Questi, peraltro già militare golpista, fu il caudillo fundador; Nicolas Maduro, che non ha saputo ereditarne il carisma, è l’uomo della conclamata incapacità di un socialismo di tipo caudillista a trasformarsi in un socialismo democratico. Una storia novecentesca che purtroppo già conosciamo, e che ha funestato i destini di Cuba. Ciò significa che bisogna cedere all’ “imperialismo yankee“? No. Ciò vuol dire che bisogna avere una linea politica duttile, che preveda la possibilità di andare eventualmente all’opposizione, oppure quella di proporre una tregua – come la situazione economica del Venezuela richiederebbe, dopo il drastico ridimensionamento del prezzo internazionale del petrolio di cui il paese è produttore – mediante un governo di cosiddetta unità nazionale. Che senso ha logorarsi a poco a poco? Oppure ci si prepara così alla finale resa dei conti in un bagno di sangue?

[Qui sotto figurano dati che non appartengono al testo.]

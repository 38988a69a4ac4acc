//! Integration tests for the session lifecycle

use blockfall::core::lines::{level_for_lines, line_clear_score, Progress};
use blockfall::core::movement::can_settle_below;
use blockfall::core::{Grid, Phase, Session, SessionConfig};
use blockfall::types::{GameAction, PieceKind, GRID_COLS};

fn started(seed: u64) -> Session {
    let mut session = Session::new(SessionConfig::with_seed(seed));
    session.start();
    session
}

/// Filled grid cells minus the active piece.
fn stack_cells(session: &Session) -> usize {
    let filled = session.grid().cells().iter().filter(|c| c.is_some()).count();
    filled - session.active().map_or(0, |_| 4)
}

#[test]
fn test_game_lifecycle() {
    let mut session = Session::new(SessionConfig::with_seed(12345));
    assert!(!session.started());
    assert!(session.active().is_none());

    session.start();
    assert!(session.started());
    assert!(session.active().is_some());
    assert_eq!(session.phase(), Phase::Falling);
    assert!(!session.game_over());
    assert!(!session.paused());
}

#[test]
fn test_same_seed_same_game() {
    let script = [
        GameAction::MoveLeft,
        GameAction::RotateCw,
        GameAction::HardDrop,
        GameAction::Hold,
        GameAction::MoveRight,
        GameAction::MoveRight,
        GameAction::HardDrop,
        GameAction::SoftDrop,
        GameAction::HardDrop,
    ];

    let mut a = started(99);
    let mut b = started(99);
    for action in script {
        assert_eq!(a.apply_action(action), b.apply_action(action));
        a.tick(16);
        b.tick(16);
    }
    assert_eq!(a.grid(), b.grid());
    assert_eq!(a.active(), b.active());
    assert_eq!(a.next_queue(), b.next_queue());
    assert_eq!(a.held(), b.held());
}

#[test]
fn test_hold_twice_is_a_no_op() {
    let mut session = started(5);
    assert!(session.apply_action(GameAction::Hold));
    let held = session.held();
    let active = *session.active().unwrap();
    let grid = session.grid().clone();

    assert!(!session.apply_action(GameAction::Hold));
    assert_eq!(session.held(), held);
    assert_eq!(*session.active().unwrap(), active);
    assert_eq!(session.grid(), &grid);
}

#[test]
fn test_hard_drop_always_rests_before_locking() {
    let mut session = started(4321);
    for _ in 0..30 {
        if session.game_over() {
            break;
        }
        let ghost = session.ghost().unwrap();
        let kind = session.active().unwrap().kind;
        let stack_before = stack_cells(&session);

        assert!(session.hard_drop());

        // The landing spot was a resting position, and the piece was committed there.
        let mut grid_without_piece = session.grid().clone();
        if let Some(active) = session.active() {
            for cell in active.shape {
                grid_without_piece.set(cell.row, cell.col, None);
            }
        }
        let lock = session.take_last_lock().unwrap();
        assert_eq!(lock.kind, kind);
        if lock.clear.count() == 0 {
            assert!(can_settle_below(&grid_without_piece, &ghost));
            assert_eq!(stack_cells(&session), stack_before + 4);
        }
    }
}

#[test]
fn test_soft_drop_reaches_locking() {
    let mut session = started(8);
    let mut steps = 0;
    while session.phase() == Phase::Falling {
        assert!(session.soft_drop_tick());
        steps += 1;
        assert!(steps < 30);
    }
    assert_eq!(session.phase(), Phase::Locking);
    assert!(session.is_grounded());
    // Already resting: further soft drops change nothing.
    assert!(!session.soft_drop_tick());
}

#[test]
fn test_lock_delay_uses_configured_time() {
    let config = SessionConfig {
        lock_delay_ms: 1000,
        ..SessionConfig::with_seed(3)
    };
    let mut session = Session::new(config);
    session.start();
    while session.phase() == Phase::Falling {
        session.advance_gravity_tick();
    }

    for _ in 0..62 {
        session.tick(16);
    }
    assert_eq!(session.phase(), Phase::Locking);
    assert_eq!(session.pieces_spawned(), 1);

    session.tick(16);
    assert_eq!(session.pieces_spawned(), 2);
}

#[test]
fn test_pause_freezes_everything() {
    let mut session = started(77);
    assert!(session.apply_action(GameAction::Pause));
    let snap = session.snapshot();

    for action in [
        GameAction::MoveLeft,
        GameAction::MoveRight,
        GameAction::SoftDrop,
        GameAction::HardDrop,
        GameAction::RotateCw,
        GameAction::Hold,
    ] {
        assert!(!session.apply_action(action));
    }
    for _ in 0..1000 {
        assert!(!session.tick(16));
    }
    assert_eq!(session.snapshot(), snap);

    assert!(session.apply_action(GameAction::Pause));
    assert!(!session.paused());
}

#[test]
fn test_line_clear_through_session() {
    // Find where the first piece lands on an empty grid, then fill the floor
    // row everywhere else so that landing completes it.
    let probe = started(11);
    let ghost = probe.ghost().unwrap();

    let mut grid = Grid::new();
    for col in 0..GRID_COLS as i8 {
        if !ghost.iter().any(|c| c.row == 0 && c.col == col) {
            grid.set(0, col, Some(PieceKind::Z));
        }
    }

    let mut session = Session::from_grid(SessionConfig::with_seed(11), grid);
    session.start();
    assert_eq!(session.ghost(), Some(ghost));

    assert!(session.hard_drop());
    assert_eq!(session.lines(), 1);
    assert_eq!(session.score(), 40);
    assert_eq!(session.level(), 1);
    assert_eq!(session.last_lock().unwrap().clear.rows.as_slice(), &[0]);
    // What was left of the piece above the floor dropped into row 0.
    let upper = ghost.iter().filter(|c| c.row == 1).count();
    let floor = session.grid().row(0).unwrap().iter().filter(|c| c.is_some()).count();
    assert_eq!(floor, upper);
}

#[test]
fn test_score_table_at_level_three() {
    assert_eq!(line_clear_score(1, 3), 120);
    assert_eq!(line_clear_score(2, 3), 300);
    assert_eq!(line_clear_score(3, 3), 900);
    assert_eq!(line_clear_score(4, 3), 3600);
}

#[test]
fn test_level_transitions() {
    let mut progress = Progress {
        score: 0,
        lines: 9,
        level: level_for_lines(9),
    };
    assert_eq!(progress.level, 1);
    progress.record_clear(1);
    assert_eq!(progress.lines, 10);
    assert_eq!(progress.level, 1);

    progress.lines = 19;
    progress.record_clear(1);
    assert_eq!(progress.level, 2);
}

#[test]
fn test_game_over_is_absorbing() {
    let mut session = started(2);
    let mut drops = 0;
    while !session.game_over() {
        session.hard_drop();
        drops += 1;
        assert!(drops < 200, "stacking in the middle must top out");
    }

    assert_eq!(session.phase(), Phase::GameOver);
    assert!(session.active().is_none());
    let grid = session.grid().clone();
    for action in [
        GameAction::MoveLeft,
        GameAction::HardDrop,
        GameAction::Hold,
        GameAction::Pause,
    ] {
        assert!(!session.apply_action(action));
    }
    assert!(!session.tick(10_000));
    assert_eq!(session.grid(), &grid);
    assert!(session.snapshot().game_over);
}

La questione delle conquiste sociali (e non c’è dubbio che, in questo senso, qualcosa di buono è stato realizzato dal regime chavista), del loro mantenimento, avrebbe dovuto essere oggetto di una trattativa tra governo e opposizione. Un’assemblea costituente di un unico colore non è certo la sede adatta a promuovere un negoziato del genere. La “rivoluzione bolivariana”, un episodio nella tortuosa storia di un continente troppo spesso venata di spirito bonapartista-plebiscitario (non va dimenticato che lo stesso Simón Bolívar, l’eroe eponimo, si considerava un allievo di Napoleone), a questo punto è soltanto un ricordo del passato. Da tempo è iniziata la sua fine.